In one recent study dealing primarily with Christian denominations such as Southern Baptists, Pentecostals, and Evangelicals and Catholics tended to be opposed to euthanasia. Moderate Protestants, (e.g., Lutherans and Methodists) showed mixed views concerning end of life decisions in general. Both of these groups showed less support than non-affiliates, but were less opposed to it than conservative Protestants. Respondents that did not affiliate with a religion were found to support euthanasia more than those who did. The liberal Protestants (including some Presbyterians and Episcopalians) were the most supportive. In general, liberal Protestants affiliate more loosely with religious institutions and their views were not similar to those of non-affiliates. Within all groups, religiosity (i.e., self-evaluation and frequency of church attendance) also correlated to opinions on euthanasia. Individuals who attended church regularly and more frequently and considered themselves more religious were found to be more opposed to euthanasia than to those who had a lower level of religiosity.[11]
Recent studies have shown white Americans to be more accepting of euthanasia than black Americans. They are also more likely to have advance directives and to use other end-of-life measures.[12] Black Americans are almost 3 times more likely to oppose euthanasia than white Americans. Some speculate that this discrepancy is due to the lower levels of trust in the medical establishment.[13] Select researchers believe that historical medical abuses towards minorities (such as the Tuskegee Syphilis Study) have made minority groups less trustful of the level of care they receive. One study also found that there are significant disparities in the medical treatment and pain management that white Americans and other Americans receive.[14]

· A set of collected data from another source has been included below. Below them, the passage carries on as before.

//! Canonical mappers.
//!
//! Raw rows from the remote service are translated here, once, at fetch
//! time. Gateway status codes never travel past this module.

use crate::service::wire::{
    RawAlert, RawBlockedIp, RawOrder, RawProduct, RawSecurityStats, RawUser, SecurityOverview,
};
use crate::types::{
    AlertId, AlertSeverity, BlockedIp, OrderId, OrderRecord, PeriodBucket, ProductId,
    ProductRecord, ProductStatus, Role, SecurityAlert, SecuritySnapshot, SecurityStats, UserId,
    UserRecord, UserStatus,
};
use chrono::{DateTime, Utc};
use std::fmt;

/// Closed order-status vocabulary
#[derive(Debug, Clone, Copy, PartialEq, Eq, Hash, PartialOrd, Ord)]
pub enum CanonicalStatus {
    /// Money captured
    Paid,
    /// Awaiting payment, or abandoned before payment
    Pending,
    /// Payment declined
    Refused,
    /// Money returned to the buyer
    Refunded,
    /// Disputed by the card holder
    Chargeback,
    /// A code no known gateway uses
    Unknown,
}

impl CanonicalStatus {
    /// Every canonical value
    pub const ALL: [Self; 6] = [
        Self::Paid,
        Self::Pending,
        Self::Refused,
        Self::Refunded,
        Self::Chargeback,
        Self::Unknown,
    ];

    /// Reduce a raw gateway code to the canonical vocabulary.
    ///
    /// Input is trimmed and case-folded. Absent or blank codes are pending.
    #[must_use]
    pub fn normalize(raw: Option<&str>) -> Self {
        let Some(code) = raw.map(str::trim).filter(|s| !s.is_empty()) else {
            return Self::Pending;
        };

        match code.to_ascii_lowercase().as_str() {
            "paid" | "approved" | "succeeded" | "success" | "complete" | "completed"
            | "confirmed" => Self::Paid,

            "pending" | "authorized" | "in_process" | "in_mediation" | "created"
            | "processing" | "waiting_payment" | "expired" | "cancelled" | "canceled"
            | "cancelled_by_user" | "timeout" | "expired_pix" | "abandoned" => Self::Pending,
            s if s.starts_with("requires_") => Self::Pending,

            "refused" | "failed" | "rejected" | "error" | "declined" | "card_declined"
            | "cc_rejected" => Self::Refused,

            "refunded" | "refund" | "partially_refunded" => Self::Refunded,

            "chargeback" | "dispute" | "disputed" | "chargedback" | "charged_back" => {
                Self::Chargeback
            },

            _ => Self::Unknown,
        }
    }

    /// Money captured
    #[must_use]
    pub const fn is_paid(self) -> bool {
        matches!(self, Self::Paid)
    }

    /// Still waiting
    #[must_use]
    pub const fn is_pending(self) -> bool {
        matches!(self, Self::Pending)
    }

    /// Declined
    #[must_use]
    pub const fn is_refused(self) -> bool {
        matches!(self, Self::Refused)
    }

    /// Money moved and will not move again on its own
    #[must_use]
    pub const fn is_terminal(self) -> bool {
        matches!(self, Self::Paid | Self::Refunded | Self::Chargeback)
    }

    /// Wire-style name
    #[must_use]
    pub const fn as_str(self) -> &'static str {
        match self {
            Self::Paid => "paid",
            Self::Pending => "pending",
            Self::Refused => "refused",
            Self::Refunded => "refunded",
            Self::Chargeback => "chargeback",
            Self::Unknown => "unknown",
        }
    }

    /// Display label
    #[must_use]
    pub const fn label(self) -> &'static str {
        match self {
            Self::Paid => "Paid",
            Self::Pending => "Pending",
            Self::Refused => "Refused",
            Self::Refunded => "Refunded",
            Self::Chargeback => "Chargeback",
            Self::Unknown => "Unknown",
        }
    }
}

impl fmt::Display for CanonicalStatus {
    fn fmt(&self, f: &mut fmt::Formatter<'_>) -> fmt::Result {
        f.write_str(self.as_str())
    }
}

/// Map a user row. Unrecognised roles are treated as the lowest rank.
#[must_use]
pub fn user(raw: RawUser) -> UserRecord {
    let role = raw.role.parse::<Role>().unwrap_or_else(|_| {
        tracing::warn!(user_id = %raw.user_id, role = %raw.role, "Unknown role, treating as user");
        Role::User
    });

    UserRecord {
        id: UserId::new(raw.user_id),
        name: raw.name.unwrap_or_default(),
        email: raw.email.unwrap_or_default(),
        role,
        registration_source: raw
            .registration_source
            .unwrap_or_else(|| "organic".to_string()),
        status: UserStatus::from_wire(raw.status.as_deref()),
        status_reason: raw.status_reason,
        custom_fee_rate: raw.custom_fee_rate,
        total_gmv: raw.total_gmv,
        total_fees: raw.total_fees,
        orders_count: raw.orders_count,
        created_at: raw.created_at,
    }
}

/// Map a product row
#[must_use]
pub fn product(raw: RawProduct) -> ProductRecord {
    ProductRecord {
        id: ProductId::new(raw.id),
        name: raw.name,
        status: ProductStatus::from_wire(raw.status.as_deref()),
        price: raw.price,
        total_gmv: raw.total_gmv,
        orders_count: raw.orders_count,
        owner_id: UserId::new(raw.user_id.unwrap_or_default()),
        owner_name: raw.vendor_name.unwrap_or_default(),
        created_at: raw.created_at,
    }
}

/// Map an order row, fixing its canonical status and age bucket
#[must_use]
pub fn order(raw: RawOrder, now: DateTime<Utc>) -> OrderRecord {
    OrderRecord {
        id: OrderId::new(raw.id),
        canonical_status: CanonicalStatus::normalize(raw.status.as_deref()),
        amount: raw.amount_cents,
        gateway: raw.gateway.unwrap_or_default(),
        product_name: raw.product_name.unwrap_or_default(),
        customer_email: raw.customer_email.unwrap_or_default(),
        created_at: raw.created_at,
        period_bucket: PeriodBucket::classify(raw.created_at, now),
    }
}

fn alert(raw: RawAlert) -> SecurityAlert {
    SecurityAlert {
        id: AlertId::new(raw.id),
        severity: AlertSeverity::from_wire(&raw.severity),
        alert_type: raw.alert_type,
        ip_address: raw.ip_address,
        message: raw.message.unwrap_or_default(),
        acknowledged: raw.acknowledged,
        created_at: raw.created_at,
    }
}

fn blocked_ip(raw: RawBlockedIp) -> BlockedIp {
    BlockedIp {
        ip_address: raw.ip_address,
        blocked_at: raw.blocked_at,
        reason: raw.reason,
        expires_at: raw.expires_at,
    }
}

const fn stats(raw: RawSecurityStats) -> SecurityStats {
    SecurityStats {
        critical_alerts_24h: raw.critical_alerts_24h,
        blocked_ips_active: raw.blocked_ips_active,
        brute_force_attempts: raw.brute_force_attempts,
        rate_limit_exceeded: raw.rate_limit_exceeded,
        unacknowledged_alerts: raw.unacknowledged_alerts,
    }
}

/// Map the security overview. Alerts come back newest first.
#[must_use]
pub fn security(raw: SecurityOverview) -> SecuritySnapshot {
    let mut alerts: Vec<_> = raw.alerts.into_iter().map(alert).collect();
    alerts.sort_by(|a, b| b.created_at.cmp(&a.created_at));

    SecuritySnapshot {
        alerts,
        blocked_ips: raw.blocked_ips.into_iter().map(blocked_ip).collect(),
        stats: stats(raw.stats),
    }
}

#[cfg(test)]
mod tests {
    use super::*;
    use admin_console_testing::test_time;
    use chrono::Duration;

    #[test]
    fn test_canonical_values_map_to_themselves() {
        for status in CanonicalStatus::ALL {
            if status != CanonicalStatus::Unknown {
                assert_eq!(CanonicalStatus::normalize(Some(status.as_str())), status);
            }
        }
    }

    #[test]
    fn test_gateway_codes() {
        let cases = [
            ("approved", CanonicalStatus::Paid),
            ("succeeded", CanonicalStatus::Paid),
            ("in_process", CanonicalStatus::Pending),
            ("requires_payment_method", CanonicalStatus::Pending),
            ("expired", CanonicalStatus::Pending),
            ("cancelled", CanonicalStatus::Pending),
            ("cc_rejected", CanonicalStatus::Refused),
            ("declined", CanonicalStatus::Refused),
            ("charged_back", CanonicalStatus::Chargeback),
            ("partially_refunded", CanonicalStatus::Refunded),
        ];
        for (code, expected) in cases {
            assert_eq!(CanonicalStatus::normalize(Some(code)), expected, "{code}");
        }
    }

    #[test]
    fn test_blank_is_pending_and_junk_is_unknown() {
        assert_eq!(CanonicalStatus::normalize(None), CanonicalStatus::Pending);
        assert_eq!(CanonicalStatus::normalize(Some("")), CanonicalStatus::Pending);
        assert_eq!(CanonicalStatus::normalize(Some("   ")), CanonicalStatus::Pending);
        assert_eq!(
            CanonicalStatus::normalize(Some("xyz_unknown")),
            CanonicalStatus::Unknown
        );
    }

    #[test]
    fn test_case_and_whitespace_insensitive() {
        assert_eq!(CanonicalStatus::normalize(Some("  PAID ")), CanonicalStatus::Paid);
        assert_eq!(CanonicalStatus::normalize(Some("Refused")), CanonicalStatus::Refused);
    }

    #[test]
    fn test_terminal_statuses() {
        assert!(CanonicalStatus::Paid.is_terminal());
        assert!(CanonicalStatus::Chargeback.is_terminal());
        assert!(!CanonicalStatus::Pending.is_terminal());
        assert!(!CanonicalStatus::Unknown.is_terminal());
    }

    #[test]
    fn test_order_mapping_sets_bucket() {
        let now = test_time();
        let record = order(
            RawOrder {
                id: "o-1".into(),
                status: Some("approved".into()),
                gateway: Some("mercadopago".into()),
                amount_cents: 9_700,
                product_name: None,
                customer_email: None,
                created_at: now - Duration::days(3),
            },
            now,
        );
        assert_eq!(record.canonical_status, CanonicalStatus::Paid);
        assert_eq!(record.period_bucket, PeriodBucket::ThisWeek);
    }

    #[test]
    fn test_unknown_role_is_lowest() {
        let record = user(RawUser {
            user_id: "u-1".into(),
            name: None,
            email: None,
            role: "superuser".into(),
            registration_source: None,
            status: Some("BANNED".into()),
            status_reason: Some("fraud".into()),
            custom_fee_rate: None,
            total_gmv: 0,
            total_fees: 0,
            orders_count: 0,
            created_at: test_time(),
        });
        assert_eq!(record.role, Role::User);
        assert_eq!(record.status, UserStatus::Banned);
    }
}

Among black Americans, education correlates to support for euthanasia. Black Americans without a four-year degree are twice as likely to oppose euthanasia than those with at least that much education. Level of education, however, does not significantly influence other racial groups in the US. Some researchers suggest that black Americans tend to be more religious, a claim that is difficult to substantiate and define.[13] Only black and white Americans have been studied in extensive detail. Although it has been found that minority groups are less supportive of euthanasia than white Americans, there is still some ambiguity as to what degree this is true.
A recent Gallup Poll found that 84% of males supported euthanasia compared to 64% of females.[15] Some cite the prior studies showing that women have a higher level of religiosity and moral conservatism as an explanation. Within both sexes, there are differences in attitudes towards euthanasia due to other influences. For example, one study found that black American women are 2.37 times more likely to oppose euthanasia than white American women. Black American men are 3.61 times more likely to oppose euthanasia than white American men.[16]
In "Gender, Feminism, and Death: Physician-Assisted Suicide and Euthanasia" Susan M. Wolf warns of the gender disparities if euthanasia or physician-assisted suicide were legal. Wolf highlights four possible gender effects: higher incidence of women than men dying by physician-assisted suicide; more women seeking physician-assisted suicide or euthanasia for different reasons than men; physicians granting or refusing requests for assisted suicide or euthanasia because of the gender of the patient; gender affecting the broad public debate by envisioning a woman patient when considering the debate.[17]